A constituição de uma família é, de um modo geral, um sonho de qualquer casal. Nele se incluem a vida familiar, a extensão genética e as experiências com a gravidez, o parto, a amamentação e a educação de uma criança.

Descobrir que existe dificuldade em engravidar pode levar o casal a sentimentos dolorosos, de difícil compreensão e controlo. A confusão instala-se rapidamente, dando origem a sentimentos de frustração e de medo, sucedendo-se as perguntas. Porquê nós? Por que não conseguimos? Será que é para sempre? Será que nunca vou ser mãe/pai?

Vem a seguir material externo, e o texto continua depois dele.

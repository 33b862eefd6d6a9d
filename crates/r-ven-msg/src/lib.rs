//! ---
//! ems_section: "02-messaging-ipc-data-model"
//! ems_subsection: "module"
//! ems_type: "source"
//! ems_scope: "code"
//! ems_description: "Demand-response message model and collaborator contracts."
//! ems_version: "v0.0.0-prealpha"
//! ems_owner: "tbd"
//! ---
#![warn(missing_docs)]
//! In-memory model of the demand-response exchange between a participant
//! (VEN) and its coordinator (VTN), together with the transport and codec
//! contracts the participant core consumes.

pub mod codec;
pub mod logging;
pub mod transport;
pub mod types;

/// Shared result type for transport and codec operations.
pub type Result<T> = std::result::Result<T, TransportError>;

/// Failures raised by transport and codec collaborators.
#[derive(Debug, thiserror::Error)]
pub enum TransportError {
    /// Wrapper for JSON serialization or deserialization problems.
    #[error("serialization error: {0}")]
    Json(#[from] serde_json::Error),
    /// The coordinator could not be reached or the exchange was interrupted.
    #[error("request to {service} failed: {reason}")]
    Unreachable {
        /// Service endpoint the request targeted.
        service: &'static str,
        /// Underlying cause rendered as text.
        reason: String,
    },
    /// The coordinator answered with a non-success transport status.
    #[error("{service} answered with status {status}")]
    Status {
        /// Service endpoint the request targeted.
        service: &'static str,
        /// Transport level status code.
        status: u16,
    },
    /// A decoded message failed structural validation.
    #[error("invalid message: {0}")]
    Invalid(String),
}

pub use codec::{Codec, JsonCodec};
pub use logging::{log_request, log_response, MessageDirection};
pub use transport::{InMemoryTransport, Transport};
pub use types::{
    ActivePeriod, Event, EventBatch, EventSignal, EventStatus, OptType, ReportDescription,
    ReportReading, ReportRequest, Request, RequestPayload, ResponseDescriptor, ResponsePayload,
    ResponseRequired, ResponseStatus, Service, SignalInterval,
};

#[cfg(test)]
mod tests {
    use super::*;

    #[test]
    fn error_variants_render_their_context() {
        let json: TransportError = serde_json::from_str::<ResponsePayload>("{")
            .expect_err("truncated body")
            .into();
        assert!(matches!(json, TransportError::Json(_)));

        let status = TransportError::Status {
            service: Service::OadrPoll.path(),
            status: 503,
        };
        assert_eq!(status.to_string(), "OadrPoll answered with status 503");
    }
}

Por vezes os membros do casal isolam-se achando que não haverá solução para os seus problemas. Cada criança que vêem na rua com os seus amigos mais contribui para agravar a situação, sentindo-se diferentes e incompreendidos por todos. A infertilidade passa a ser assumida como um castigo, amplificando-se o sentimento de fracasso em ser mãe/pai.

Para estes sentimentos e perguntas contribui, muitas vezes, o total desconhecimento do que é a infertilidade e de que esta pode ter cura.

O primeiro estudo epidemiológico sobre infertilidade em Portugal, denominado Afrodite, realizado em 2009 por investigadores da Faculdade de Medicina da Universidade do Porto (FMUP), revelou que cerca de 40 por cento dos inquiridos sobre infertilidade acreditavam que o problema estava associado à vontade de Deus, 31 por cento achavam que se tratava de uma questão de sorte ou destino e 52 por cento estavam convictos de que o uso prolongado de contracepção oral levava a infertilidade. Havia até quem pensasse (nove por cento) que a culpa era dos preservativos.

Para além de ter revelado um preocupante desconhecimento por parte da população sobre este problema de saúde, o estudo permitiu concluir que nove a dez por cento dos casais portuguesas (entre 260 a 290 mil casais) têm problemas de infertilidade. Outra das importantes conclusões do projeto Afrodite é que cerca de um terço das portuguesas inférteis desconhece a causa da sua infertilidade. Perante estes dados é importante dar a conhecer a doença que, por razões de vária natureza, tem vindo a aumentar nos últimos anos.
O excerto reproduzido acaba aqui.